-- What the task requires --
Every entry should be returned exactly. Omit none of them.

-- Task input --
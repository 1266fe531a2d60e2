use common::{Bar, Error, Result};

use super::{closes, Ewm, Indicator, IndicatorRow};

/// RSI (Relative Strength Index) over three periods with a lower/upper band.
///
/// Decisions are taken on the short RSI only; the medium and long lines
/// are computed for display.
#[derive(Debug, Clone, Copy, PartialEq)]
pub struct RsiConfig {
    pub short: usize,
    pub medium: usize,
    pub long: usize,
    pub lower: f64,
    pub upper: f64,
}

impl Default for RsiConfig {
    fn default() -> Self {
        Self {
            short: 6,
            medium: 12,
            long: 24,
            lower: 30.0,
            upper: 70.0,
        }
    }
}

impl RsiConfig {
    pub fn validate(&self) -> Result<()> {
        if self.short < 2 || self.medium < 2 || self.long < 2 {
            return Err(Error::Config(format!(
                "RSI periods must be >= 2, got {}/{}/{}",
                self.short, self.medium, self.long
            )));
        }
        if !(0.0..=100.0).contains(&self.lower)
            || !(0.0..=100.0).contains(&self.upper)
            || self.lower >= self.upper
        {
            return Err(Error::Config(format!(
                "RSI thresholds must satisfy 0 <= lower < upper <= 100, got {}/{}",
                self.lower, self.upper
            )));
        }
        Ok(())
    }
}

#[derive(Debug, Clone, Copy, PartialEq)]
pub struct RsiRow {
    pub short: f64,
    pub medium: f64,
    pub long: f64,
}

impl IndicatorRow for RsiRow {
    const COLUMNS: [&'static str; 3] = ["rsi_1", "rsi_2", "rsi_3"];

    fn values(&self) -> [f64; 3] {
        [self.short, self.medium, self.long]
    }

    fn is_defined(&self) -> bool {
        self.short.is_finite()
    }
}

/// RSI threshold cross.
#[derive(Debug, Clone)]
pub struct Rsi {
    cfg: RsiConfig,
}

impl Rsi {
    pub fn new(cfg: RsiConfig) -> Self {
        Self { cfg }
    }

    pub fn config(&self) -> &RsiConfig {
        &self.cfg
    }
}

/// RSI per bar for one period. The first bar has no change and is NaN, as
/// is every bar before `period` changes have been seen.
///
/// Average gain/loss use the adjusted exponential mean with `α = 1/period`.
/// Only losses → 0, only gains → 100, no movement at all → NaN.
pub fn rsi_series(closes: &[f64], period: usize) -> Vec<f64> {
    let mut out = vec![f64::NAN; closes.len()];
    if closes.len() < 2 {
        return out;
    }

    let changes: Vec<f64> = closes.windows(2).map(|w| w[1] - w[0]).collect();
    let gains: Vec<f64> = changes.iter().map(|c| c.max(0.0)).collect();
    let losses: Vec<f64> = changes.iter().map(|c| c.min(0.0)).collect();

    let smoothing = Ewm::com(period.saturating_sub(1) as f64).min_periods(period);
    let avg_gain = smoothing.apply(&gains);
    let avg_loss = smoothing.apply(&losses);

    for (i, (gain, loss)) in avg_gain.iter().zip(&avg_loss).enumerate() {
        let rs = (gain / loss).abs();
        out[i + 1] = 100.0 - 100.0 / (1.0 + rs);
    }
    out
}

impl Indicator for Rsi {
    type Row = RsiRow;

    fn kind(&self) -> &'static str {
        "rsi"
    }

    fn compute(&self, bars: &[Bar]) -> Vec<RsiRow> {
        let closes = closes(bars);
        let short = rsi_series(&closes, self.cfg.short);
        let medium = rsi_series(&closes, self.cfg.medium);
        let long = rsi_series(&closes, self.cfg.long);

        short
            .into_iter()
            .zip(medium)
            .zip(long)
            .map(|((short, medium), long)| RsiRow { short, medium, long })
            .collect()
    }

    /// Short RSI falls through the lower band.
    fn is_buy(&self, previous: &RsiRow, current: &RsiRow) -> bool {
        current.short < self.cfg.lower && self.cfg.lower < previous.short
    }

    /// Short RSI rises through the upper band.
    fn is_sell(&self, previous: &RsiRow, current: &RsiRow) -> bool {
        current.short > self.cfg.upper && self.cfg.upper > previous.short
    }
}

#[cfg(test)]
mod tests {
    use super::*;
    use crate::indicators::{assert_approx, make_bars};

    #[test]
    fn rsi_is_nan_until_period_changes_seen() {
        let closes: Vec<f64> = (0..10).map(|i| 100.0 + i as f64).collect();
        let out = rsi_series(&closes, 6);
        assert!(out[..6].iter().all(|v| v.is_nan()));
        assert!(out[6..].iter().all(|v| v.is_finite()));
    }

    #[test]
    fn rsi_all_gains_returns_100() {
        let out = rsi_series(&[10.0, 11.0, 12.0, 13.0, 14.0], 3);
        assert_approx(*out.last().unwrap(), 100.0, 1e-6);
    }

    #[test]
    fn rsi_all_losses_returns_0() {
        let out = rsi_series(&[14.0, 13.0, 12.0, 11.0, 10.0], 3);
        assert_approx(*out.last().unwrap(), 0.0, 1e-6);
    }

    #[test]
    fn rsi_flat_prices_are_undefined() {
        let out = rsi_series(&[10.0; 8], 3);
        assert!(out.iter().all(|v| v.is_nan()));
    }

    #[test]
    fn rsi_stays_in_range() {
        let closes = [
            44.34, 44.09, 44.15, 43.61, 44.33, 44.83, 45.10, 45.15, 43.61, 44.33, 44.83, 45.10,
            45.15, 44.34, 44.09,
        ];
        for v in rsi_series(&closes, 6).into_iter().filter(|v| v.is_finite()) {
            assert!((0.0..=100.0).contains(&v), "RSI out of range: {v}");
        }
    }

    #[test]
    fn dropping_through_lower_band_is_a_buy() {
        let rsi = Rsi::new(RsiConfig::default());
        // Gentle rise keeps RSI high, then a sell-off drags it under 30.
        let mut closes: Vec<f64> = (0..15).map(|i| 100.0 + (i % 2) as f64 * 0.5 + i as f64 * 0.1).collect();
        closes.extend((1..=6).map(|i| 101.0 - 2.0 * i as f64));
        let rows = rsi.compute(&make_bars("HK.00700", &closes));
        let buys: Vec<usize> = (1..rows.len())
            .filter(|&i| rsi.is_buy(&rows[i - 1], &rows[i]))
            .collect();
        assert_eq!(buys.len(), 1);
        assert!(buys[0] >= 15);
    }

    #[test]
    fn short_rsi_is_enough_for_a_decision() {
        let row = RsiRow { short: 25.0, medium: f64::NAN, long: f64::NAN };
        assert!(row.is_defined());
    }
}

-- Solution for this task --
repository 1266fe531a2d60e2
use common::{Bar, Error, Result};

use super::{closes, Ewm, Indicator, IndicatorRow};

/// RSI (Relative Strength Index) over three periods with a lower/upper band.
///
/// Decisions are taken on the short RSI only; the medium and long lines
/// are computed for display.
#[derive(Debug, Clone, Copy, PartialEq)]
pub struct RsiConfig {
    pub short: usize,
    pub medium: usize,
    pub long: usize,
    pub lower: f64,
    pub upper: f64,
}

impl Default for RsiConfig {
    fn default() -> Self {
        Self {
            short: 6,
            medium: 12,
            long: 24,
            lower: 30.0,
            upper: 70.0,
        }
    }
}

impl RsiConfig {
    pub fn validate(&self) -> Result<()> {
        if self.short < 2 || self.medium < 2 || self.long < 2 {
            return Err(Error::Config(format!(
                "RSI periods must be >= 2, got {}/{}/{}",
                self.short, self.medium, self.long
            )));
        }
        if !(0.0..=100.0).contains(&self.lower)
            || !(0.0..=100.0).contains(&self.upper)
            || self.lower >= self.upper
        {
            return Err(Error::Config(format!(
                "RSI thresholds must satisfy 0 <= lower < upper <= 100, got {}/{}",
                self.lower, self.upper
            )));
        }
        Ok(())
    }
}

#[derive(Debug, Clone, Copy, PartialEq)]
pub struct RsiRow {
    pub short: f64,
    pub medium: f64,
    pub long: f64,
}

impl IndicatorRow for RsiRow {
    const COLUMNS: [&'static str; 3] = ["rsi_1", "rsi_2", "rsi_3"];

    fn values(&self) -> [f64; 3] {
        [self.short, self.medium, self.long]
    }

    fn is_defined(&self) -> bool {
        self.short.is_finite()
    }
}

/// RSI threshold cross.
#[derive(Debug, Clone)]
pub struct Rsi {
    cfg: RsiConfig,
}

impl Rsi {
    pub fn new(cfg: RsiConfig) -> Self {
        Self { cfg }
    }

    pub fn config(&self) -> &RsiConfig {
        &self.cfg
    }
}

/// RSI per bar for one period. The first bar has no change and is NaN, as
/// is every bar before `period` changes have been seen.
///
/// Average gain/loss use the adjusted exponential mean with `α = 1/period`.
/// Only losses → 0, only gains → 100, no movement at all → NaN.
pub fn rsi_series(closes: &[f64], period: usize) -> Vec<f64> {
    let mut out = vec![f64::NAN; closes.len()];
    if closes.len() < 2 {
        return out;
    }

    let changes: Vec<f64> = closes.windows(2).map(|w| w[1] - w[0]).collect();
    let gains: Vec<f64> = changes.iter().map(|c| c.max(0.0)).collect();
    let losses: Vec<f64> = changes.iter().map(|c| c.min(0.0)).collect();

    let smoothing = Ewm::com(period.saturating_sub(1) as f64).min_periods(period);
    let avg_gain = smoothing.apply(&gains);
    let avg_loss = smoothing.apply(&losses);

    for (i, (gain, loss)) in avg_gain.iter().zip(&avg_loss).enumerate() {
        let rs = (gain / loss).abs();
        out[i + 1] = 100.0 - 100.0 / (1.0 + rs);
    }
    out
}

impl Indicator for Rsi {
    type Row = RsiRow;

    fn kind(&self) -> &'static str {
        "rsi"
    }

    fn compute(&self, bars: &[Bar]) -> Vec<RsiRow> {
        let closes = closes(bars);
        let short = rsi_series(&closes, self.cfg.short);
        let medium = rsi_series(&closes, self.cfg.medium);
        let long = rsi_series(&closes, self.cfg.long);

        short
            .into_iter()
            .zip(medium)
            .zip(long)
            .map(|((short, medium), long)| RsiRow { short, medium, long })
            .collect()
    }

    /// Short RSI falls through the lower band.
    fn is_buy(&self, previous: &RsiRow, current: &RsiRow) -> bool {
        current.short < self.cfg.lower && self.cfg.lower < previous.short
    }

    /// Short RSI rises through the upper band.
    fn is_sell(&self, previous: &RsiRow, current: &RsiRow) -> bool {
        current.short > self.cfg.upper && self.cfg.upper > previous.short
    }
}

#[cfg(test)]
mod tests {
    use super::*;
    use crate::indicators::{assert_approx, make_bars};

    #[test]
    fn rsi_is_nan_until_period_changes_seen() {
        let closes: Vec<f64> = (0..10).map(|i| 100.0 + i as f64).collect();
        let out = rsi_series(&closes, 6);
        assert!(out[..6].iter().all(|v| v.is_nan()));
        assert!(out[6..].iter().all(|v| v.is_finite()));
    }

    #[test]
    fn rsi_all_gains_returns_100() {
        let out = rsi_series(&[10.0, 11.0, 12.0, 13.0, 14.0], 3);
        assert_approx(*out.last().unwrap(), 100.0, 1e-6);
    }

    #[test]
    fn rsi_all_losses_returns_0() {
        let out = rsi_series(&[14.0, 13.0, 12.0, 11.0, 10.0], 3);
        assert_approx(*out.last().unwrap(), 0.0, 1e-6);
    }

    #[test]
    fn rsi_flat_prices_are_undefined() {
        let out = rsi_series(&[10.0; 8], 3);
        assert!(out.iter().all(|v| v.is_nan()));
    }

    #[test]
    fn rsi_stays_in_range() {
        let closes = [
            44.34, 44.09, 44.15, 43.61, 44.33, 44.83, 45.10, 45.15, 43.61, 44.33, 44.83, 45.10,
            45.15, 44.34, 44.09,
        ];
        for v in rsi_series(&closes, 6).into_iter().filter(|v| v.is_finite()) {
            assert!((0.0..=100.0).contains(&v), "RSI out of range: {v}");
        }
    }

    #[test]
    fn dropping_through_lower_band_is_a_buy() {
        let rsi = Rsi::new(RsiConfig::default());
        // Gentle rise keeps RSI high, then a sell-off drags it under 30.
        let mut closes: Vec<f64> = (0..15).map(|i| 100.0 + (i % 2) as f64 * 0.5 + i as f64 * 0.1).collect();
        closes.extend((1..=6).map(|i| 101.0 - 2.0 * i as f64));
        let rows = rsi.compute(&make_bars("HK.00700", &closes));
        let buys: Vec<usize> = (1..rows.len())
            .filter(|&i| rsi.is_buy(&rows[i - 1], &rows[i]))
            .collect();
        assert_eq!(buys.len(), 1);
        assert!(buys[0] >= 15);
    }

    #[test]
    fn short_rsi_is_enough_for_a_decision() {
        let row = RsiRow { short: 25.0, medium: f64::NAN, long: f64::NAN };
        assert!(row.is_defined());
    }
}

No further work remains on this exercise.